INPUT Block Start
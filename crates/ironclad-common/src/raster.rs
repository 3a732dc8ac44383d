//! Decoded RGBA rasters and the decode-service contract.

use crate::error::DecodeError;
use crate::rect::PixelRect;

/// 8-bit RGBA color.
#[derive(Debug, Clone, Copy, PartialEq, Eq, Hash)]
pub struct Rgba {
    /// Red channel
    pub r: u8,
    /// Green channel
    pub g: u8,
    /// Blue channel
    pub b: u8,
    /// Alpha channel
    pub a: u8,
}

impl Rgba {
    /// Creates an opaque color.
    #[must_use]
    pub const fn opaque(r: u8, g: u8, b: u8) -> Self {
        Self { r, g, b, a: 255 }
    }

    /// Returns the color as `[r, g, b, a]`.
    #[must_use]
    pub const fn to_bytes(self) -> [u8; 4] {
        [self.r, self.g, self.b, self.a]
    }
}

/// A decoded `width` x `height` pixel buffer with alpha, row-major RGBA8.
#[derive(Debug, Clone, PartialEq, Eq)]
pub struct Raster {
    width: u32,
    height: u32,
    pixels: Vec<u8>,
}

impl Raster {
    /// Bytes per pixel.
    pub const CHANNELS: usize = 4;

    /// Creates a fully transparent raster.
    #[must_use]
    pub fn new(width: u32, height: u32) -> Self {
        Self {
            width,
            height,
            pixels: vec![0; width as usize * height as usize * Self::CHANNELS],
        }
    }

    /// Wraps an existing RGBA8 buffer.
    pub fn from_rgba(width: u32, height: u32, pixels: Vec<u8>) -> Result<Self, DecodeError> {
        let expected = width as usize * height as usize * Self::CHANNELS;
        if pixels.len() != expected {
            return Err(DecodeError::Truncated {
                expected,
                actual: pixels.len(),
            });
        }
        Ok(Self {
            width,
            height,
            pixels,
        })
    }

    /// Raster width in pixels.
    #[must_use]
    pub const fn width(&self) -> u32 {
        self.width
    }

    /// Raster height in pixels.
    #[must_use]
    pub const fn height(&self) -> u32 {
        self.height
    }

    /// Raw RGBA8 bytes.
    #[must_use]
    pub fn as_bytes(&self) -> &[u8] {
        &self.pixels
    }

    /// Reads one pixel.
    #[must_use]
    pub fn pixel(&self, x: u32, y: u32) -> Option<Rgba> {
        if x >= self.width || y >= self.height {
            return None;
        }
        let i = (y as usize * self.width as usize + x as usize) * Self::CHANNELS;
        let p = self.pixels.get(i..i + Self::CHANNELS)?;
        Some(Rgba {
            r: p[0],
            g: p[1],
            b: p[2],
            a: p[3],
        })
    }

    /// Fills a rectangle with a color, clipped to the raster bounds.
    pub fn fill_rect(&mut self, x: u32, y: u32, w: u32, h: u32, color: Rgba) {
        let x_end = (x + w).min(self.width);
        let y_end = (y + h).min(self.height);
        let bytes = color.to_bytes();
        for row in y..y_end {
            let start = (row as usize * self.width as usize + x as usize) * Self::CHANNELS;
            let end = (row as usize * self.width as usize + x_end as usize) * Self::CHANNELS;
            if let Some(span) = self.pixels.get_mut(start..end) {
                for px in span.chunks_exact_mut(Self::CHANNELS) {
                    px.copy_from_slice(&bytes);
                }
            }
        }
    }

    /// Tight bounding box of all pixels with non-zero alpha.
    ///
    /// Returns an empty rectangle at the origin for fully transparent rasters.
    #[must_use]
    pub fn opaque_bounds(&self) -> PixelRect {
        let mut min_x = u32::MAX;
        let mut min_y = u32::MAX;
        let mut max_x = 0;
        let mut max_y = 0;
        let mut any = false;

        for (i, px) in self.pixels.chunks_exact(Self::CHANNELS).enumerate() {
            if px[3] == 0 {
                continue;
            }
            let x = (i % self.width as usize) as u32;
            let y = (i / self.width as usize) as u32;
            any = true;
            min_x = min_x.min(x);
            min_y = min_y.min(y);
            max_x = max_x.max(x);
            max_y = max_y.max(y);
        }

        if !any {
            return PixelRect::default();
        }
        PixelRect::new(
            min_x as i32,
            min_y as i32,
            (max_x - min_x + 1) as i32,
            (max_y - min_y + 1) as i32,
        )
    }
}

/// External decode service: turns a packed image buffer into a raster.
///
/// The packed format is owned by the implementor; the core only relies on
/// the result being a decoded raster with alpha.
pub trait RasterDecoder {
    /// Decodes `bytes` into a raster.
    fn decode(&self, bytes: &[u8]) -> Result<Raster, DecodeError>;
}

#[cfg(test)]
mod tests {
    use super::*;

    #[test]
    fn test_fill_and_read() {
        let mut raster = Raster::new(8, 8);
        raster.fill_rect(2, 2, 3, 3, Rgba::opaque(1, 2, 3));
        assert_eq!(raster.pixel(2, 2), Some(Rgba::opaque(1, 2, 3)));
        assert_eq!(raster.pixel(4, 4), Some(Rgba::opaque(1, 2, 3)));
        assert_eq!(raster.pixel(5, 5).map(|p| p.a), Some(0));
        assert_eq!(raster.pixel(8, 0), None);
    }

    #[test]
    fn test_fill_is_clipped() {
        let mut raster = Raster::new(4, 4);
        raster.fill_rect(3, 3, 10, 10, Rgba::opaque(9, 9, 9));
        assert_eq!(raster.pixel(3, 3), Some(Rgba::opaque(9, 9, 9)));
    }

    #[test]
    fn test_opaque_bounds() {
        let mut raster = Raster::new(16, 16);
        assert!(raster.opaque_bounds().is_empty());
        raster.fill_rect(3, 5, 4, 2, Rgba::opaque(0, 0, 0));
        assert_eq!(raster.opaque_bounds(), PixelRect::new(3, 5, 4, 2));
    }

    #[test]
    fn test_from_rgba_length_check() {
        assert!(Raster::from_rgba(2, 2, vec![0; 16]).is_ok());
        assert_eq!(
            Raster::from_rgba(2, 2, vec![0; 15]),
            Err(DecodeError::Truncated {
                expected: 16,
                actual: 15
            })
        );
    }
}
INPUT Block End
INPUT Block Start
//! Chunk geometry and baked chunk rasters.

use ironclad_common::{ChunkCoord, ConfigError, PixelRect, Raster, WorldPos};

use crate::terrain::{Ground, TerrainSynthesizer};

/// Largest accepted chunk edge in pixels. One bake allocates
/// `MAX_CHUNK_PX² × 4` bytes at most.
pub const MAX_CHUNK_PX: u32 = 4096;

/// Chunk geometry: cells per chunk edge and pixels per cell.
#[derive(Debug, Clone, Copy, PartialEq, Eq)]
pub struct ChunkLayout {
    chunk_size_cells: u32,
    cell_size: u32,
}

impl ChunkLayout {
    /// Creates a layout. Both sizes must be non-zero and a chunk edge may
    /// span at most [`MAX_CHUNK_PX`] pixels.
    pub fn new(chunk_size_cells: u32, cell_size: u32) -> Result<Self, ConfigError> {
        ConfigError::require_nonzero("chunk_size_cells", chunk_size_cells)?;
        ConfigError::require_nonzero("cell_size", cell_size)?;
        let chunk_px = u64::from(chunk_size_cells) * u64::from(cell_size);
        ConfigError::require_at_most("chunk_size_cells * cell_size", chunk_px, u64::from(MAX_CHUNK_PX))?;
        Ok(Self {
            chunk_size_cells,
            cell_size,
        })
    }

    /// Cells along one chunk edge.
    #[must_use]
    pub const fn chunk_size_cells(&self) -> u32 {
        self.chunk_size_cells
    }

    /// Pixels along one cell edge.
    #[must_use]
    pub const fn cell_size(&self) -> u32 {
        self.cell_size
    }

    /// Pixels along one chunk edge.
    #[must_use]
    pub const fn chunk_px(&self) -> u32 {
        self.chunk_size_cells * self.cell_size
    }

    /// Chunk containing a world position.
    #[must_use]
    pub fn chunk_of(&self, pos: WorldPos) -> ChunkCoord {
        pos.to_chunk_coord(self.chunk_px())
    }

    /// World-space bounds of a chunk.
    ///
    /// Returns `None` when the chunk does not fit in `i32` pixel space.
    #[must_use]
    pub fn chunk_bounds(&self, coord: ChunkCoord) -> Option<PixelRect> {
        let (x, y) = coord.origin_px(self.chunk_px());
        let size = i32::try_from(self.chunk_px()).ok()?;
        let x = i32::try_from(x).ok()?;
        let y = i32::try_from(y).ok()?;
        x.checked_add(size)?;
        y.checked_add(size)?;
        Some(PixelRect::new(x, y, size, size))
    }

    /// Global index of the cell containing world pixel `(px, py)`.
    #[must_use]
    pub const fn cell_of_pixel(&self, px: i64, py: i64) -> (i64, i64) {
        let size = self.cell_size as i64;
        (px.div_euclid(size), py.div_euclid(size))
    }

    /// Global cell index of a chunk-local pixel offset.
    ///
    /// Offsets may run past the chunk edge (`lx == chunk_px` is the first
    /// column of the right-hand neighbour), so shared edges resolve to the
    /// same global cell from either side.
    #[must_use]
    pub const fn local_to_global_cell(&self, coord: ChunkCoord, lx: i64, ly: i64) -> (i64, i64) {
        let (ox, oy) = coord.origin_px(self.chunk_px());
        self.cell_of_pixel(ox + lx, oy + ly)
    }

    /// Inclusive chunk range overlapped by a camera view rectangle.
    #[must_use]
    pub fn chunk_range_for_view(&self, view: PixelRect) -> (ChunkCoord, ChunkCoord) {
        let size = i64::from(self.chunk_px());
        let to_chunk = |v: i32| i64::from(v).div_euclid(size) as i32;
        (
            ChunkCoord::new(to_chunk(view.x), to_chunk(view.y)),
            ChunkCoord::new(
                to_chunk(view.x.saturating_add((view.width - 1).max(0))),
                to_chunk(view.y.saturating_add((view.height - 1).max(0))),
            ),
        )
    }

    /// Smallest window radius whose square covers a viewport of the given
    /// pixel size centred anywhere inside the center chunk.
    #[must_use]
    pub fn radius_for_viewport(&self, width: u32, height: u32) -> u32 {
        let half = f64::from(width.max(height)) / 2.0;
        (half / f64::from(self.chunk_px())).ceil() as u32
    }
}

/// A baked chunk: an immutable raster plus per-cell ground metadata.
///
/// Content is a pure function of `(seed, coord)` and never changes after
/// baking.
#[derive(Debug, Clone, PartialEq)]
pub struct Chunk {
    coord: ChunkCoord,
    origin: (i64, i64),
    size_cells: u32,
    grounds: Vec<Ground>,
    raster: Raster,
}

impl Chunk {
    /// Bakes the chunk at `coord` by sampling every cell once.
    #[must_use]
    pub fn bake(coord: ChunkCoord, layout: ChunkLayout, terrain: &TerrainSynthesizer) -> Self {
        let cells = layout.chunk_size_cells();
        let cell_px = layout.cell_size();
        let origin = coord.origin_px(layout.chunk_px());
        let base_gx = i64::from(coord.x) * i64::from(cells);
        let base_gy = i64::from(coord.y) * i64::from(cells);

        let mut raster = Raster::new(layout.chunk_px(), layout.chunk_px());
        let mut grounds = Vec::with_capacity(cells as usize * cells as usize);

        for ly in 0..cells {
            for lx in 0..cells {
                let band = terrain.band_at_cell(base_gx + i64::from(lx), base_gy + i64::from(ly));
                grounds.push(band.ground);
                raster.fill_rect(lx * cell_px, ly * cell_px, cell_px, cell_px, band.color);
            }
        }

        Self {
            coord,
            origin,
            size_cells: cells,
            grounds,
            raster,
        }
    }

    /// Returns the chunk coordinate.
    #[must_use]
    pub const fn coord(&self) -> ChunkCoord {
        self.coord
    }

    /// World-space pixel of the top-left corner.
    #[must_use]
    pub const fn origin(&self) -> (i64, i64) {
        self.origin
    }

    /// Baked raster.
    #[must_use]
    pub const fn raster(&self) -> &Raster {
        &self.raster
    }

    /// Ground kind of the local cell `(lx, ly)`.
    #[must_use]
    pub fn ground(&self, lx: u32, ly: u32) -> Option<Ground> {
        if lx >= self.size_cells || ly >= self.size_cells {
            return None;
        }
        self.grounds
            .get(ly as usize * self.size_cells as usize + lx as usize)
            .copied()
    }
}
INPUT Block End
INPUT Block Start
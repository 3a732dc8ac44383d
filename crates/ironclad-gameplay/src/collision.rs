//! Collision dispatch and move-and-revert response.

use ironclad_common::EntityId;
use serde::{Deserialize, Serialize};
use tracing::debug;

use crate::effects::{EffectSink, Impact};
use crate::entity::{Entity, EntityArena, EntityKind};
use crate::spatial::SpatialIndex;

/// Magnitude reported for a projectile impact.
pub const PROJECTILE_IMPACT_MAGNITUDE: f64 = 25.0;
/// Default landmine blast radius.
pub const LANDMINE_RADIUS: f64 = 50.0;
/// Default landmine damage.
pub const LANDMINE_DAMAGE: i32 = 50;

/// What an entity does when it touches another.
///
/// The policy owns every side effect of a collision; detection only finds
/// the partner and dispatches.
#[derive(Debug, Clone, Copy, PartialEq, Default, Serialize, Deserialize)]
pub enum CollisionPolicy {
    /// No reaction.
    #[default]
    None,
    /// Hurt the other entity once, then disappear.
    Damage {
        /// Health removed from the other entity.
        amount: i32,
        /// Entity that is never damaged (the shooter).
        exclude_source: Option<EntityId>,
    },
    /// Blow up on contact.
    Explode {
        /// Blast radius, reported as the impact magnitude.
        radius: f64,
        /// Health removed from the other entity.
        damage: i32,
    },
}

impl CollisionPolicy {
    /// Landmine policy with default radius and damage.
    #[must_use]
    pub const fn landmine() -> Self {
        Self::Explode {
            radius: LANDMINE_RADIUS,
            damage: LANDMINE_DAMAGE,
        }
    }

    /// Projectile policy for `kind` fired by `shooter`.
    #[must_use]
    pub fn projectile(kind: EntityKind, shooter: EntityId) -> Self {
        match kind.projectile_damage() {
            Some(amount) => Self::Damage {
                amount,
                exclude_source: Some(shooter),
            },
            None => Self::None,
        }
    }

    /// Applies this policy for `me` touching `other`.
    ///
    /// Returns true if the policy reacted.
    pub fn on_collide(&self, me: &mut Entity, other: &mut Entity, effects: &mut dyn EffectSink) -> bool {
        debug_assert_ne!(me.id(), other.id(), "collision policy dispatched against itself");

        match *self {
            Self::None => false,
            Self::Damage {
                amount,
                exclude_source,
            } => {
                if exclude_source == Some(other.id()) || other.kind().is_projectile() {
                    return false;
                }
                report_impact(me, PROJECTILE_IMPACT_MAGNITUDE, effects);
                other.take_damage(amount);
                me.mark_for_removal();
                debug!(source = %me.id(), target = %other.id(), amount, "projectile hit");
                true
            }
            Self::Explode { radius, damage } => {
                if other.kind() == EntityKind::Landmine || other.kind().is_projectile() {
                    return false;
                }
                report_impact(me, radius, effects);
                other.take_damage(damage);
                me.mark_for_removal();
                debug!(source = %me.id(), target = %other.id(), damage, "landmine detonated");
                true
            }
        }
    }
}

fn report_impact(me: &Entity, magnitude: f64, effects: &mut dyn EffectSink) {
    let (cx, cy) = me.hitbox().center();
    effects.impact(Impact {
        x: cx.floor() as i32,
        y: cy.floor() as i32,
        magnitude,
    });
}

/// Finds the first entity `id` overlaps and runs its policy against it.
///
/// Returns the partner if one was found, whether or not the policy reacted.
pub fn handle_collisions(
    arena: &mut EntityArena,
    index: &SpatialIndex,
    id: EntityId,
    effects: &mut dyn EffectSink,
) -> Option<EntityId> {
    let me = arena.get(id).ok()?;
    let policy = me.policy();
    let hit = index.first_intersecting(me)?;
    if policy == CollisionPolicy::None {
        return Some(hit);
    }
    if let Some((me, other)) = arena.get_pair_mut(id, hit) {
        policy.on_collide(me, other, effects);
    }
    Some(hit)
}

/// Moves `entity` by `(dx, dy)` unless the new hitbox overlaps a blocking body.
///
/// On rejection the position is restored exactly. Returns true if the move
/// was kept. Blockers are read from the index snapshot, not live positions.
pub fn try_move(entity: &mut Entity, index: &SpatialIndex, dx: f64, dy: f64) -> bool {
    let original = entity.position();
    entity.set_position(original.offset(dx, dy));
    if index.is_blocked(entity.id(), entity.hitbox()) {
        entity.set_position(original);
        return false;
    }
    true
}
INPUT Block End
▸ TASK REQUIREMENTS: In the listing above, find the line containing "filename crates/ironclad-common/src/raster.rs" and the line containing "8-bit RGBA color.", then repeat those two lines and everything between them exactly.

▸ RESULT:
filename crates/ironclad-common/src/raster.rs
repository 3a732dc8ac44383d
//! Decoded RGBA rasters and the decode-service contract.

use crate::error::DecodeError;
use crate::rect::PixelRect;

/// 8-bit RGBA color.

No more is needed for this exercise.